**Task description**. Determine how many lines in the listing contain the string "Datensatz". Only that number goes in the answer.

**Input**.
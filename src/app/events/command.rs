use std::sync::Arc;

use glam::DVec2;

use super::super::ports::OverlayHandle;
use super::super::state::BoundaryEdit;
use crate::core::{FieldNames, GeometryKind, RecordSet};
use crate::shared::OverlayOptions;

/// Commands sind mutierende Schritte, die zentral ausgeführt werden.
#[derive(Debug, Clone)]
pub enum AppCommand {
    // === Datensätze & Konfiguration ===
    /// Datensatz-Menge übernehmen
    SetRecords { records: Arc<RecordSet> },
    /// Feld-Konfiguration übernehmen
    SetFieldConfig {
        fields: FieldNames,
        geometry_kind: Option<GeometryKind>,
    },
    /// Optionen übernehmen und Overlays neu darstellen
    ApplyOptions { options: OverlayOptions },

    // === Overlays ===
    /// Overlays aus der aktuellen Datensatz-Menge neu aufbauen
    RebuildOverlays,
    /// Klick-Listener auf allen Overlays neu binden
    BindOverlayClicks,

    // === Verzögerte Aufgaben ===
    /// Leeren des Selektionsergebnisses nach dem Update planen
    ScheduleSelectionClear,
    /// Fällige verzögerte Aufgaben ausführen
    RunDeferredTasks,

    // === Klick-Modus ===
    /// Klick-Selektion umschalten (Filter verbunden)
    ToggleClickSelection { overlay: OverlayHandle },
    /// Datensatz im Detail-Panel anzeigen (Filter nicht verbunden)
    ShowRecordDetail { overlay: OverlayHandle },
    /// Detail-Panel schließen
    CloseRecordDetail,

    // === Lasso-Modus ===
    /// Lasso-Modus betreten
    EnterLasso,
    /// Lasso-Modus verlassen (unbestätigte Region verwerfen)
    ExitLasso,
    /// Lasso nach Kartenwechsel auf der neuen Karte scharf schalten
    RearmLasso,
    /// Gezeichnete Region übernehmen
    AcceptRegion {
        region: OverlayHandle,
        boundary: Vec<DVec2>,
    },
    /// Randänderung der Region übernehmen
    ApplyBoundaryEdit {
        region: OverlayHandle,
        edit: BoundaryEdit,
    },
    /// Region auflösen und Ergebnis akkumulieren
    ConfirmRegion,

    // === Lebenszyklus ===
    /// Karten-Ressourcen freigeben, bevor die Karte gewechselt wird
    ReleaseMapResources,
    /// Karte wurde extern abgebaut
    ReleaseMap,
    /// Alle Ressourcen freigeben (Unmount)
    Teardown,
}
//! In-Memory-Kollaborateure ohne echten Karten-Provider.
//!
//! Jede Implementierung protokolliert ihre Aufrufe. Die Handles teilen sich
//! ihren Zustand (`Rc<RefCell<_>>`), sodass der Host (oder ein Test) nach der
//! Übergabe an den `AppState` weiter beobachten kann.

use std::cell::RefCell;
use std::rc::Rc;

use glam::DVec2;
use indexmap::IndexMap;

use super::ports::{
    DetailView, DrawEvent, DrawShape, DrawingTool, FilterConnection, FilterPredicate, ListenerId,
    ListenerTarget, MapEvent, MapHandle, OverlayHandle, SelectionSink,
};
use crate::core::{GeometryKind, GeometryValue, Record, RecordId};
use crate::shared::{DrawingOptions, OverlayStyle};

/// Ein Datensatz-Overlay auf der Headless-Karte.
#[derive(Debug, Clone, PartialEq)]
pub struct HeadlessOverlay {
    /// Feldtyp
    pub kind: GeometryKind,
    /// Geometrie
    pub geometry: GeometryValue,
    /// Zuletzt gesetzter Stil
    pub style: OverlayStyle,
}

/// Gemeinsamer Zustand von `HeadlessMap` und `HeadlessDrawingTool`.
#[derive(Debug, Default)]
pub struct HeadlessMapState {
    next_id: u64,
    /// Datensatz-Overlays auf der Karte
    pub overlays: IndexMap<OverlayHandle, HeadlessOverlay>,
    /// Mit dem Zeichenwerkzeug gezeichnete Regionen
    pub regions: IndexMap<OverlayHandle, Vec<DVec2>>,
    /// Aktive Karten-Listener
    pub listeners: IndexMap<ListenerId, (ListenerTarget, MapEvent)>,
    /// Aktive Listener des Zeichenwerkzeugs
    pub draw_listeners: IndexMap<ListenerId, DrawEvent>,
    /// Overlays, deren Bindungen gelöst wurden
    pub unbound: Vec<OverlayHandle>,
    /// Aufrufe von `fit_viewport`
    pub fit_calls: Vec<Vec<OverlayHandle>>,
    /// Aktueller Zeichenmodus
    pub drawing_mode: Option<DrawShape>,
    /// Alle gesetzten Zeichenmodi in Reihenfolge
    pub mode_history: Vec<Option<DrawShape>>,
    /// Optionen jedes erzeugten Zeichenwerkzeugs
    pub drawing_tools_created: Vec<DrawingOptions>,
    /// Aufrufe von `DrawingTool::unbind_all`
    pub drawing_unbind_calls: usize,
}

impl HeadlessMapState {
    fn next_id(&mut self) -> u64 {
        self.next_id += 1;
        self.next_id
    }
}

/// Karten-Handle ohne Rendering.
#[derive(Debug, Clone, Default)]
pub struct HeadlessMap {
    state: Rc<RefCell<HeadlessMapState>>,
}

impl HeadlessMap {
    /// Erstellt eine leere Karte.
    pub fn new() -> Self {
        Self::default()
    }

    /// Simuliert eine fertig gezeichnete Region und liefert ihr Handle.
    pub fn draw_region(&self, boundary: Vec<DVec2>) -> OverlayHandle {
        let mut state = self.state.borrow_mut();
        let handle = OverlayHandle(state.next_id());
        state.regions.insert(handle, boundary);
        handle
    }

    /// Lesezugriff auf den Zustand.
    pub fn inspect<R>(&self, f: impl FnOnce(&HeadlessMapState) -> R) -> R {
        f(&self.state.borrow())
    }

    /// Anzahl der Datensatz-Overlays auf der Karte.
    pub fn overlay_count(&self) -> usize {
        self.state.borrow().overlays.len()
    }

    /// Anzahl aktiver Listener (Karte und Zeichenwerkzeug).
    pub fn active_listener_count(&self) -> usize {
        let state = self.state.borrow();
        state.listeners.len() + state.draw_listeners.len()
    }

    /// Aktueller Zeichenmodus.
    pub fn drawing_mode(&self) -> Option<DrawShape> {
        self.state.borrow().drawing_mode
    }

    /// Zuletzt gesetzter Stil eines Overlays.
    pub fn style_of(&self, overlay: OverlayHandle) -> Option<OverlayStyle> {
        self.state
            .borrow()
            .overlays
            .get(&overlay)
            .map(|o| o.style.clone())
    }

    /// Handles aller Datensatz-Overlays in Erstellungsreihenfolge.
    pub fn overlay_handles(&self) -> Vec<OverlayHandle> {
        self.state.borrow().overlays.keys().copied().collect()
    }

    /// `true`, wenn für Ziel und Event ein Listener aktiv ist.
    pub fn has_listener(&self, target: ListenerTarget, event: MapEvent) -> bool {
        self.state
            .borrow()
            .listeners
            .values()
            .any(|bound| *bound == (target, event))
    }
}

impl MapHandle for HeadlessMap {
    fn create_overlay(
        &mut self,
        kind: GeometryKind,
        value: &GeometryValue,
        style: &OverlayStyle,
    ) -> Option<OverlayHandle> {
        let mut state = self.state.borrow_mut();
        let handle = OverlayHandle(state.next_id());
        state.overlays.insert(
            handle,
            HeadlessOverlay {
                kind,
                geometry: value.clone(),
                style: style.clone(),
            },
        );
        Some(handle)
    }

    fn set_overlay_style(&mut self, overlay: OverlayHandle, style: &OverlayStyle) {
        if let Some(o) = self.state.borrow_mut().overlays.get_mut(&overlay) {
            o.style = style.clone();
        }
    }

    fn remove_overlay(&mut self, overlay: OverlayHandle) {
        let mut state = self.state.borrow_mut();
        state.overlays.shift_remove(&overlay);
        state.regions.shift_remove(&overlay);
    }

    fn unbind_all(&mut self, overlay: OverlayHandle) {
        let mut state = self.state.borrow_mut();
        state.listeners.retain(|_, (target, _)| match target {
            ListenerTarget::Overlay(h) | ListenerTarget::RegionBoundary(h) => *h != overlay,
        });
        state.unbound.push(overlay);
    }

    fn add_listener(&mut self, target: ListenerTarget, event: MapEvent) -> ListenerId {
        let mut state = self.state.borrow_mut();
        let id = ListenerId(state.next_id());
        state.listeners.insert(id, (target, event));
        id
    }

    fn remove_listener(&mut self, listener: ListenerId) {
        self.state.borrow_mut().listeners.shift_remove(&listener);
    }

    fn fit_viewport(&mut self, overlays: &[OverlayHandle]) {
        self.state.borrow_mut().fit_calls.push(overlays.to_vec());
    }

    fn create_drawing_tool(
        &mut self,
        _enabled: bool,
        options: &DrawingOptions,
    ) -> Box<dyn DrawingTool> {
        self.state.borrow_mut().drawing_tools_created.push(*options);
        Box::new(HeadlessDrawingTool {
            state: Rc::clone(&self.state),
        })
    }
}

/// Zeichenwerkzeug der `HeadlessMap`.
#[derive(Debug, Clone)]
pub struct HeadlessDrawingTool {
    state: Rc<RefCell<HeadlessMapState>>,
}

impl DrawingTool for HeadlessDrawingTool {
    fn set_mode(&mut self, mode: Option<DrawShape>) {
        let mut state = self.state.borrow_mut();
        state.drawing_mode = mode;
        state.mode_history.push(mode);
    }

    fn add_listener(&mut self, event: DrawEvent) -> ListenerId {
        let mut state = self.state.borrow_mut();
        let id = ListenerId(state.next_id());
        state.draw_listeners.insert(id, event);
        id
    }

    fn remove_listener(&mut self, listener: ListenerId) {
        self.state.borrow_mut().draw_listeners.shift_remove(&listener);
    }

    fn unbind_all(&mut self) {
        let mut state = self.state.borrow_mut();
        state.draw_listeners.clear();
        state.drawing_unbind_calls += 1;
    }
}

/// Filter-Verbindung, die jedes veröffentlichte Prädikat protokolliert.
#[derive(Debug, Clone, Default)]
pub struct RecordingFilter {
    connected: Rc<RefCell<bool>>,
    calls: Rc<RefCell<Vec<Option<FilterPredicate>>>>,
}

impl RecordingFilter {
    /// Erstellt eine (nicht) verbundene Filter-Verbindung.
    pub fn new(connected: bool) -> Self {
        Self {
            connected: Rc::new(RefCell::new(connected)),
            calls: Rc::default(),
        }
    }

    /// Verbindet oder trennt das Filterziel.
    pub fn set_connected(&self, connected: bool) {
        *self.connected.borrow_mut() = connected;
    }

    /// Alle veröffentlichten Prädikate in Reihenfolge.
    pub fn calls(&self) -> Vec<Option<FilterPredicate>> {
        self.calls.borrow().clone()
    }

    /// Zuletzt veröffentlichtes Prädikat.
    pub fn last(&self) -> Option<Option<FilterPredicate>> {
        self.calls.borrow().last().cloned()
    }
}

impl FilterConnection for RecordingFilter {
    fn is_connected(&self) -> bool {
        *self.connected.borrow()
    }

    fn apply_filter(&mut self, predicate: Option<&FilterPredicate>) {
        self.calls.borrow_mut().push(predicate.cloned());
    }
}

/// Detail-Panel, das jeden angezeigten Datensatz protokolliert.
#[derive(Debug, Clone, Default)]
pub struct RecordingDetailView {
    shown: Rc<RefCell<Vec<Option<Record>>>>,
}

impl RecordingDetailView {
    /// Erstellt ein leeres Detail-Panel.
    pub fn new() -> Self {
        Self::default()
    }

    /// Alle `show`-Aufrufe in Reihenfolge.
    pub fn shown(&self) -> Vec<Option<Record>> {
        self.shown.borrow().clone()
    }
}

impl DetailView for RecordingDetailView {
    fn show(&mut self, record: Option<&Record>) {
        self.shown.borrow_mut().push(record.cloned());
    }
}

/// Ergebnis-Empfänger, der jede gemeldete Schlüsselliste protokolliert.
#[derive(Debug, Clone, Default)]
pub struct RecordingSelectionSink {
    results: Rc<RefCell<Vec<Vec<RecordId>>>>,
}

impl RecordingSelectionSink {
    /// Erstellt einen leeren Empfänger.
    pub fn new() -> Self {
        Self::default()
    }

    /// Alle gemeldeten Ergebnisse in Reihenfolge.
    pub fn results(&self) -> Vec<Vec<RecordId>> {
        self.results.borrow().clone()
    }

    /// Zuletzt gemeldetes Ergebnis.
    pub fn last(&self) -> Option<Vec<RecordId>> {
        self.results.borrow().last().cloned()
    }
}

impl SelectionSink for RecordingSelectionSink {
    fn selected_record_keys_changed(&mut self, keys: &[RecordId]) {
        self.results.borrow_mut().push(keys.to_vec());
    }
}
//! Integration tests for SWMM payload rendering.

use std::collections::BTreeMap;

use chrono::{TimeZone, Utc};
use notos_schema::{ColumnarSeries, WeatherRecord};
use notos_swmm::{convert, convert_series, ConvertConfig, SwmmError};

fn hourly_series(base: f64, n: usize) -> ColumnarSeries {
    let mut s = ColumnarSeries::new(0.25, 0.75);
    for step in 0..n {
        let v = base + step as f64;
        s.push(WeatherRecord::from_values(
            format!("2025-03-10T{:02}:00:00Z", step),
            [v, v + 10.0, 1010.0 + v, 40.0 + v, v / 2.0, 90.0 + v],
        ));
    }
    s
}

#[test]
fn payload_covers_every_area_with_one_line_per_timestep() {
    let mut map = BTreeMap::new();
    map.insert("east".to_string(), hourly_series(1.0, 4));
    map.insert("west".to_string(), hourly_series(7.0, 4));
    let now = Utc.with_ymd_and_hms(2026, 8, 30, 6, 0, 0).unwrap();

    let payload = convert(
        &map,
        &ConvertConfig::default(),
        "2025-03-10T00:00:00Z",
        "2025-03-10T03:00:00Z",
        now,
    )
    .unwrap();

    assert_eq!(payload.timeseries.len(), 2);
    for lines in payload.timeseries.values() {
        assert_eq!(lines.len(), 4);
    }
    assert_eq!(payload.timeseries["east"][0], "03/10/2025  00:00:00     1.00");
    assert_eq!(payload.timeseries["west"][3], "03/10/2025  03:00:00     10.00");
}

#[test]
fn window_is_reanchored_to_now_with_duration_kept() {
    let mut map = BTreeMap::new();
    map.insert("a".to_string(), hourly_series(0.0, 2));
    let now = Utc.with_ymd_and_hms(2026, 2, 28, 23, 30, 0).unwrap();

    let payload = convert(
        &map,
        &ConvertConfig::default(),
        "2025-03-10T00:00:00Z",
        "2025-03-10T01:00:00Z",
        now,
    )
    .unwrap();

    assert_eq!(payload.options["start_date"], "02/28/2026");
    assert_eq!(payload.options["start_time"], "23:30:00");
    // 2026 is not a leap year, so one hour later is March 1st.
    assert_eq!(payload.options["end_date"], "03/01/2026");
    assert_eq!(payload.options["end_time"], "00:30:00");
}

#[test]
fn each_column_resolves_to_its_own_values() {
    let series = hourly_series(2.0, 1);
    for (name, expected) in [
        ("precipitation", "2.00"),
        ("temperature", "12.00"),
        ("atmospheric_pressure", "1012.00"),
        ("humidity", "42.00"),
        ("wind_speed", "1.00"),
        ("wind_direction", "92.00"),
    ] {
        let config = ConvertConfig {
            parameter: name.to_string(),
            decimal_places: 2,
        };
        let lines = convert_series("a", &series, &config).unwrap();
        assert_eq!(lines[0], format!("03/10/2025  00:00:00     {expected}"));
    }
}

#[test]
fn unknown_parameter_reports_declared_columns() {
    let config = ConvertConfig {
        parameter: "dew_point".to_string(),
        decimal_places: 2,
    };
    match convert_series("a", &hourly_series(0.0, 1), &config) {
        Err(SwmmError::ParameterNotFound { parameter, columns }) => {
            assert_eq!(parameter, "dew_point");
            assert_eq!(columns.len(), 7);
            assert_eq!(columns[0], "timestamp");
        }
        other => panic!("expected ParameterNotFound, got {other:?}"),
    }
}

**Reply**. 8